Je suis aussi fâché que vous que nos connaissances ne soient pas innées. Plût à Dieu que nous les apportassions toutes en venant au monde! mais la nature en a ordonné autrement. Elle a voulu qu'à l'exception des idées qui sont nécessaires à notre conservation, et qu'elle nous montre en jouant avec nous, pour

ainsi dire, presque toutes les autres lui fussent arrachées avec violence. Ce n'est pas en restant oisif que l'homme a trouvé les sciences, et qu'il a inventé les arts. Aussi peut-il, à juste titre s'en glorifier comme d'une conquête; heureuse conquête qui le récompense magnifiquement de ce qu'il a fait pour l'obtenir. Il a mis un siècle à s'emparer d'une vérité; il en jouira pendant des milliers de siècles. Doit-il se plaindre de sa condition?

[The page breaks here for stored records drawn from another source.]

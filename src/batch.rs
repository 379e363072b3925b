//! Batch coordinator: run several uploads through one [`Extractor`],
//! sequentially and in input order, collecting per-file outcomes.
//!
//! A failing file never aborts the batch; it becomes an error outcome.

use crate::error::ExtractError;
use crate::extract::Extractor;
use crate::options::ExtractionOptions;
use crate::output::{BatchFileOutcome, BatchResult};
use tracing::{error, info};

/// Filename reported for an upload that carried none.
pub const UNKNOWN_FILENAME: &str = "unknown";

/// One uploaded file.
#[derive(Debug, Clone)]
pub struct BatchInput {
    pub bytes: Vec<u8>,
    pub filename: Option<String>,
}

impl BatchInput {
    pub fn new(bytes: impl Into<Vec<u8>>, filename: Option<impl Into<String>>) -> Self {
        Self {
            bytes: bytes.into(),
            filename: filename.map(Into::into),
        }
    }

    fn usable_filename(&self) -> Option<&str> {
        self.filename.as_deref().filter(|f| !f.trim().is_empty())
    }
}

/// Extract every input in order.
///
/// Invariant: `result.total_files == inputs.len()`.
pub async fn run_batch(
    extractor: &Extractor,
    inputs: Vec<BatchInput>,
    options: &ExtractionOptions,
) -> BatchResult {
    info!("Batch extraction of {} files", inputs.len());
    let mut outcomes = Vec::with_capacity(inputs.len());

    for input in &inputs {
        let Some(filename) = input.usable_filename() else {
            let message = ExtractError::MissingFilename.to_string();
            error!("Batch file rejected: {}", message);
            outcomes.push(BatchFileOutcome::failure(UNKNOWN_FILENAME, message));
            continue;
        };

        match extractor.extract(&input.bytes, filename, options).await {
            Ok(result) => outcomes.push(BatchFileOutcome::success(filename, result)),
            Err(e) => {
                error!("Error processing {}: {}", filename, e);
                outcomes.push(BatchFileOutcome::failure(filename, e.to_string()));
            }
        }
    }

    let result = BatchResult::from_outcomes(outcomes);
    info!(
        "Batch finished: {} successful, {} failed",
        result.successful, result.failed
    );
    result
}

« Comme nous sommes condamnés à gagner notre vie à la sueur de notre front, il faut, dit Mallebranche, que l'esprit travaille pour se nourrir de la vérité. Mais croyez-moi, ajoutet-il, cette nourriture des esprits est si délicieuse, et donne à l'âme tant d'ardeur, lorsqu'elle en a goûté, que, quoiqu'on se lasse de la chercher, on ne se lasse jamais de la désirer et de recommencer ses recherches; car c'est pour elle que nous sommes faits. » (Entret. métaph. t. 1, p. 9.)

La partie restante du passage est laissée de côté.